**Required work:** Every line below that carries the word "generated" needs to be copied.

**Exercise data:**

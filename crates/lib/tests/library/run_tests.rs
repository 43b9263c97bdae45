//! Incremental build behaviour of `ScriptTool::run`.

use std::sync::Arc;

use cake_lib::engine::EngineConfig;
use cake_lib::script::{Script, ScriptRegistry, ScriptTool};
use cake_lib::target::Source;
use cake_lib::variant::Variant;
use serde_json::json;

use super::common::{Counter, TestProject};

/// `build.cake` copies `in.txt` to `out/copy.txt` with `mode` as its build
/// argument. The action fails after counting when `fail` is set.
fn copy_project(project: &TestProject, runs: &Counter, mode: &str, fail: bool) -> Arc<ScriptRegistry> {
  let runs = runs.clone();
  let mode = mode.to_string();
  let registry = ScriptRegistry::new()
    .with(project.path("config.cake"), |_| Ok(()))
    .with(project.path("build.cake"), move |cx: &Script| {
      let tool = ScriptTool::new(cx.configuration().clone());
      let from = cx.configuration().abspath("in.txt");
      let to = cx.configuration().abspath("out/copy.txt");
      let runs = runs.clone();
      let func = move || -> anyhow::Result<()> {
        runs.bump();
        if fail {
          anyhow::bail!("copy failed on purpose");
        }
        std::fs::create_dir_all(to.parent().unwrap())?;
        std::fs::copy(&from, &to)?;
        Ok(())
      };
      tool.run(
        cx,
        func,
        json!({ "mode": mode }),
        Some(vec!["out/copy.txt".to_string()]),
        &[Source::from("in.txt")],
      )?;
      Ok(())
    });
  Arc::new(registry)
}

#[tokio::test(flavor = "multi_thread")]
async fn warm_build_skips_the_action() {
  let project = TestProject::new();
  project.write_file("in.txt", "one");
  let runs = Counter::default();

  project.build(copy_project(&project, &runs, "plain", false), "build.cake").await.unwrap();
  assert_eq!(runs.get(), 1);
  assert_eq!(project.read_file("out/copy.txt"), "one");

  project.build(copy_project(&project, &runs, "plain", false), "build.cake").await.unwrap();
  assert_eq!(runs.get(), 1);
}

#[tokio::test(flavor = "multi_thread")]
async fn changed_source_rebuilds() {
  let project = TestProject::new();
  project.write_file("in.txt", "one");
  let runs = Counter::default();

  project.build(copy_project(&project, &runs, "plain", false), "build.cake").await.unwrap();
  project.write_file("in.txt", "two");
  project.build(copy_project(&project, &runs, "plain", false), "build.cake").await.unwrap();

  assert_eq!(runs.get(), 2);
  assert_eq!(project.read_file("out/copy.txt"), "two");
}

#[tokio::test(flavor = "multi_thread")]
async fn changed_args_rebuild() {
  let project = TestProject::new();
  project.write_file("in.txt", "one");
  let runs = Counter::default();

  project.build(copy_project(&project, &runs, "plain", false), "build.cake").await.unwrap();
  project.build(copy_project(&project, &runs, "fancy", false), "build.cake").await.unwrap();
  assert_eq!(runs.get(), 2);
}

#[tokio::test(flavor = "multi_thread")]
async fn missing_target_rebuilds() {
  let project = TestProject::new();
  project.write_file("in.txt", "one");
  let runs = Counter::default();

  project.build(copy_project(&project, &runs, "plain", false), "build.cake").await.unwrap();
  std::fs::remove_file(project.path("out/copy.txt")).unwrap();
  project.build(copy_project(&project, &runs, "plain", false), "build.cake").await.unwrap();

  assert_eq!(runs.get(), 2);
  assert!(project.exists("out/copy.txt"));
}

#[tokio::test(flavor = "multi_thread")]
async fn failed_action_does_not_record() {
  let project = TestProject::new();
  project.write_file("in.txt", "one");
  let runs = Counter::default();

  let err = project
    .build(copy_project(&project, &runs, "plain", true), "build.cake")
    .await
    .unwrap_err();
  assert!(err.to_string().contains("copy failed on purpose"), "unexpected error: {}", err);
  assert!(!project.exists(".cake/deps") || std::fs::read_dir(project.path(".cake/deps")).unwrap().count() == 0);

  project.build(copy_project(&project, &runs, "plain", false), "build.cake").await.unwrap();
  project.build(copy_project(&project, &runs, "plain", false), "build.cake").await.unwrap();
  assert_eq!(runs.get(), 2);
}

#[tokio::test(flavor = "multi_thread")]
async fn failed_rebuild_keeps_the_old_record() {
  let project = TestProject::new();
  project.write_file("in.txt", "one");
  let runs = Counter::default();

  project.build(copy_project(&project, &runs, "plain", false), "build.cake").await.unwrap();
  project.write_file("in.txt", "two");
  assert!(
    project
      .build(copy_project(&project, &runs, "plain", true), "build.cake")
      .await
      .is_err()
  );
  project.build(copy_project(&project, &runs, "plain", false), "build.cake").await.unwrap();

  assert_eq!(runs.get(), 3);
  assert_eq!(project.read_file("out/copy.txt"), "two");
}

#[tokio::test(flavor = "multi_thread")]
async fn forced_build_ignores_records() {
  let project = TestProject::new();
  project.write_file("in.txt", "one");
  let runs = Counter::default();

  project.build(copy_project(&project, &runs, "plain", false), "build.cake").await.unwrap();
  let config = EngineConfig {
    force: true,
    ..EngineConfig::default()
  };
  project
    .build_with(copy_project(&project, &runs, "plain", false), config, "build.cake", &Variant::new())
    .await
    .unwrap();
  assert_eq!(runs.get(), 2);
}

#[tokio::test(flavor = "multi_thread")]
async fn records_live_in_the_dependency_dir() {
  let project = TestProject::new();
  project.write_file("in.txt", "one");
  let runs = Counter::default();

  let script = project
    .build(copy_project(&project, &runs, "plain", false), "build.cake")
    .await
    .unwrap();
  let store = script.configuration().dependency_store();
  assert_eq!(store.dir(), project.path(".cake/deps"));

  let target = project.path("out/copy.txt");
  let record = store.load(&target.to_string_lossy()).unwrap();
  assert_eq!(record.targets, vec![target.to_string_lossy().into_owned()]);

  assert_eq!(script.configuration().clear_dependency_info().unwrap(), 1);
  project.build(copy_project(&project, &runs, "plain", false), "build.cake").await.unwrap();
  assert_eq!(runs.get(), 2);
}

#[tokio::test(flavor = "multi_thread")]
async fn actions_wait_for_their_sources() {
  let project = TestProject::new();
  let registry = ScriptRegistry::new()
    .with(project.path("config.cake"), |_| Ok(()))
    .with(project.path("build.cake"), |cx: &Script| {
      let tool = ScriptTool::new(cx.configuration().clone());
      let generated = cx.configuration().abspath("gen.txt");
      let first = move || -> anyhow::Result<()> {
        std::thread::sleep(std::time::Duration::from_millis(50));
        std::fs::write(&generated, "generated")?;
        Ok(())
      };
      let produced = tool
        .run(cx, first, json!("generate"), Some(vec!["gen.txt".to_string()]), &[])?
        .into_targets();

      let (from, to) = (cx.configuration().abspath("gen.txt"), cx.configuration().abspath("final.txt"));
      let second = move || -> anyhow::Result<()> {
        std::fs::copy(&from, &to)?;
        Ok(())
      };
      let sources: Vec<Source> = produced.into_iter().map(Source::from).collect();
      tool.run(cx, second, json!("copy"), Some(vec!["final.txt".to_string()]), &sources)?;
      Ok(())
    });

  project.build(Arc::new(registry), "build.cake").await.unwrap();
  assert_eq!(project.read_file("final.txt"), "generated");
}

#[tokio::test(flavor = "multi_thread")]
async fn actions_without_targets_always_run() {
  let project = TestProject::new();
  let runs = Counter::default();
  let counter = runs.clone();
  let registry = Arc::new(
    ScriptRegistry::new()
      .with(project.path("config.cake"), |_| Ok(()))
      .with(project.path("build.cake"), move |cx: &Script| {
        let tool = ScriptTool::new(cx.configuration().clone());
        let counter = counter.clone();
        let output = tool.run(
          cx,
          move || -> anyhow::Result<()> {
            counter.bump();
            Ok(())
          },
          json!(null),
          None,
          &[],
        )?;
        assert!(output.targets().is_empty());
        assert!(output.task().is_some());
        Ok(())
      }),
  );

  project.build(registry.clone(), "build.cake").await.unwrap();
  project.build(registry, "build.cake").await.unwrap();
  assert_eq!(runs.get(), 2);
}

/// `build.cake` concatenates `in.txt` with every file named in `in.txt`'s
/// first line, reporting those files as discovered inputs.
fn include_project(project: &TestProject, runs: &Counter) -> Arc<ScriptRegistry> {
  let runs = runs.clone();
  let registry = ScriptRegistry::new()
    .with(project.path("config.cake"), |_| Ok(()))
    .with(project.path("build.cake"), move |cx: &Script| {
      let tool = ScriptTool::new(cx.configuration().clone());
      let root = cx.configuration().base_dir().to_path_buf();
      let runs = runs.clone();
      let func = move || -> anyhow::Result<Vec<String>> {
        runs.bump();
        let text = std::fs::read_to_string(root.join("in.txt"))?;
        let included: Vec<String> = text
          .lines()
          .next()
          .unwrap_or_default()
          .split_whitespace()
          .map(str::to_string)
          .collect();
        let mut out = text.clone();
        for name in &included {
          out.push_str(&std::fs::read_to_string(root.join(name))?);
        }
        std::fs::write(root.join("out.txt"), out)?;
        Ok(included)
      };
      tool.run_scanned(
        cx,
        func,
        json!("include"),
        Some(vec!["out.txt".to_string()]),
        &[Source::from("in.txt")],
      )?;
      Ok(())
    });
  Arc::new(registry)
}

#[tokio::test(flavor = "multi_thread")]
async fn discovered_inputs_are_tracked() {
  let project = TestProject::new();
  project.write_file("in.txt", "part.txt\n");
  project.write_file("part.txt", "one");
  let runs = Counter::default();

  project.build(include_project(&project, &runs), "build.cake").await.unwrap();
  project.build(include_project(&project, &runs), "build.cake").await.unwrap();
  assert_eq!(runs.get(), 1);

  project.write_file("part.txt", "two");
  project.build(include_project(&project, &runs), "build.cake").await.unwrap();
  assert_eq!(runs.get(), 2);
  assert_eq!(project.read_file("out.txt"), "part.txt\ntwo");
}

**Solution for this exercise:**
      let generated = cx.configuration().abspath("gen.txt");
        std::fs::write(&generated, "generated")?;
  assert_eq!(project.read_file("final.txt"), "generated");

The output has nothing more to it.